Problem description: Give the number of lines in the material below that contain the word "dialect", and nothing else.

The data:
use tracing::{Level, event};

use crate::core::{ColumnSpec, ColumnType, Result, TableSpec};
use crate::dialect::Dialect;
use crate::migration::{MigrationOutcome, MigrationStep, TableMigration};

pub const CORRELATION: &str = "correlation";
pub const EXTERNAL_TASK: &str = "external_task";
pub const FLOW_NODE_INSTANCE: &str = "flow_node_instance";
pub const PROCESS_MODEL: &str = "process_model";

/// Repositories in the order their migrations run.
pub const REPOSITORIES: [&str; 4] = [CORRELATION, EXTERNAL_TASK, FLOW_NODE_INSTANCE, PROCESS_MODEL];

/// Migration chain of one repository table.
#[derive(Debug, Clone)]
pub struct RepositoryMigration {
    pub repository: String,
    pub table: String,
    pub staging: String,
    /// Current shape, created as-is on a fresh store.
    pub schema: TableSpec,
    pub steps: Vec<MigrationStep>,
}

impl RepositoryMigration {
    pub fn new(repository: &str, staging: &str, schema: TableSpec) -> Self {
        Self {
            repository: repository.to_string(),
            table: schema.name.clone(),
            staging: staging.to_string(),
            schema,
            steps: Vec::new(),
        }
    }

    pub fn with_step(mut self, step: MigrationStep) -> Result<Self> {
        step.validate()?;
        self.steps.push(step);
        Ok(self)
    }

    /// Brings the repository table to its current shape.
    ///
    /// A store that has neither the table nor a staging table gets the current shape
    /// directly; otherwise every step runs in version order.
    pub async fn apply(&self, dialect: &dyn Dialect) -> Result<Vec<MigrationOutcome>> {
        if !dialect.table_exists(&self.table).await?
            && !dialect.table_exists(&self.staging).await?
        {
            event!(Level::INFO, table = %self.table, "creating table on empty store");
            dialect.create_table(&self.schema).await?;
            return Ok(vec![MigrationOutcome::Created]);
        }

        let mut outcomes = Vec::with_capacity(self.steps.len());
        for step in &self.steps {
            let migration = TableMigration::new(&self.table, &self.staging, step.clone());
            outcomes.push(migration.run(dialect).await?);
        }
        Ok(outcomes)
    }
}

/// The repositories and their chains, in run order.
pub fn repository_migrations() -> Result<Vec<RepositoryMigration>> {
    Ok(vec![
        surrogate_key_migration(CORRELATION, "correlations_new", correlations(), "correlationEntryId")?,
        surrogate_key_migration(EXTERNAL_TASK, "external_tasks_new", external_tasks(), "externalTaskId")?,
        surrogate_key_migration(
            FLOW_NODE_INSTANCE,
            "flow_node_instances_new",
            flow_node_instances(),
            "flowNodeInstanceId",
        )?,
        surrogate_key_migration(
            PROCESS_MODEL,
            "process_definitions_new",
            process_definitions(),
            "processDefinitionId",
        )?,
    ])
}

/// Version 2 of every repository: the string id becomes an integer surrogate key and the
/// old id moves into `id_column`.
fn surrogate_key_migration(
    repository: &str,
    staging: &str,
    schema: TableSpec,
    id_column: &str,
) -> Result<RepositoryMigration> {
    let step = MigrationStep::new(2, schema.clone(), "id", ColumnType::Integer)
        .with_rename(id_column, "id")
        .with_order_column("createdAt");
    RepositoryMigration::new(repository, staging, schema).with_step(step)
}

fn string(name: &str) -> ColumnSpec {
    ColumnSpec::new(name, ColumnType::String)
}

fn text(name: &str) -> ColumnSpec {
    ColumnSpec::new(name, ColumnType::Text)
}

fn date(name: &str) -> ColumnSpec {
    ColumnSpec::new(name, ColumnType::Date)
}

fn timestamps(spec: TableSpec) -> TableSpec {
    spec.column(date("createdAt")).column(date("updatedAt"))
}

pub fn correlations() -> TableSpec {
    timestamps(
        TableSpec::new("Correlations")
            .column(ColumnSpec::surrogate_key("id"))
            .column(string("correlationEntryId"))
            .column(string("correlationId").not_null())
            .column(string("processInstanceId"))
            .column(string("parentProcessInstanceId"))
            .column(string("processModelId"))
            .column(text("processModelHash").not_null())
            .column(text("identity"))
            .column(string("state").not_null().default_value("finished"))
            .column(text("error")),
    )
}

pub fn external_tasks() -> TableSpec {
    timestamps(
        TableSpec::new("ExternalTasks")
            .column(ColumnSpec::surrogate_key("id"))
            .column(string("externalTaskId"))
            .column(string("workerId"))
            .column(string("topic").not_null())
            .column(string("flowNodeInstanceId").not_null())
            .column(string("correlationId").not_null())
            .column(string("processModelId"))
            .column(string("processInstanceId").not_null())
            .column(date("lockExpirationTime"))
            .column(text("identity").not_null())
            .column(text("payload"))
            .column(string("state").not_null().default_value("pending"))
            .column(date("finishedAt"))
            .column(text("result"))
            .column(text("error"))
            .column(ColumnSpec::new("version", ColumnType::Integer)),
    )
}

pub fn flow_node_instances() -> TableSpec {
    timestamps(
        TableSpec::new("FlowNodeInstances")
            .column(ColumnSpec::surrogate_key("id"))
            .column(string("flowNodeInstanceId"))
            .column(string("flowNodeId").not_null())
            .column(string("flowNodeType"))
            .column(string("eventType"))
            .column(string("correlationId"))
            .column(string("processModelId"))
            .column(string("processInstanceId"))
            .column(string("parentProcessInstanceId"))
            .column(text("identity"))
            .column(string("state").not_null().default_value("finished"))
            .column(text("error"))
            .column(string("previousFlowNodeInstanceId")),
    )
}

pub fn process_definitions() -> TableSpec {
    timestamps(
        TableSpec::new("ProcessDefinitions")
            .column(ColumnSpec::surrogate_key("id"))
            .column(string("processDefinitionId"))
            .column(string("name").not_null())
            .column(text("xml").not_null())
            .column(text("hash").not_null())
            .column(text("identity")),
    )
}

/// Version 1 shape of a repository table: string primary key, no surrogate.
pub fn legacy_schema(repository: &str) -> Option<TableSpec> {
    let (current, id_column) = match repository {
        CORRELATION => (correlations(), "correlationEntryId"),
        EXTERNAL_TASK => (external_tasks(), "externalTaskId"),
        FLOW_NODE_INSTANCE => (flow_node_instances(), "flowNodeInstanceId"),
        PROCESS_MODEL => (process_definitions(), "processDefinitionId"),
        _ => return None,
    };

    let mut legacy = TableSpec::new(&current.name);
    for column in current.columns {
        if column.name == id_column {
            continue;
        }
        if column.auto_increment {
            let mut id = ColumnSpec::new(&column.name, ColumnType::String).not_null();
            id.primary_key = true;
            legacy = legacy.column(id);
        } else {
            legacy = legacy.column(column);
        }
    }
    Some(legacy)
}

#[cfg(test)]
mod tests {
    use super::*;

    #[test]
    fn test_repositories_run_in_fixed_order() {
        let migrations = repository_migrations().unwrap();
        let names: Vec<&str> = migrations.iter().map(|m| m.repository.as_str()).collect();
        assert_eq!(names, REPOSITORIES);
    }

    #[test]
    fn test_every_chain_ends_at_current_schema() {
        for migration in repository_migrations().unwrap() {
            let last = migration.steps.last().unwrap();
            assert_eq!(last.target, migration.schema);
            assert!(migration.staging.ends_with("_new"));
        }
    }

    #[test]
    fn test_external_task_keeps_old_id() {
        let migrations = repository_migrations().unwrap();
        let external = &migrations[1];
        assert_eq!(external.table, "ExternalTasks");
        assert_eq!(
            external.steps[0].renames,
            vec![("externalTaskId".to_string(), "id".to_string())]
        );
        let state = external.schema.find_column("state").unwrap();
        assert!(!state.nullable);
        assert!(state.is_omittable());
    }

    #[test]
    fn test_legacy_schema_has_string_key() {
        let legacy = legacy_schema(EXTERNAL_TASK).unwrap();
        let id = legacy.find_column("id").unwrap();
        assert_eq!(id.column_type, ColumnType::String);
        assert!(id.primary_key);
        assert!(legacy.find_column("externalTaskId").is_none());
        assert!(legacy_schema("unknown").is_none());
    }
}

Answer box: 6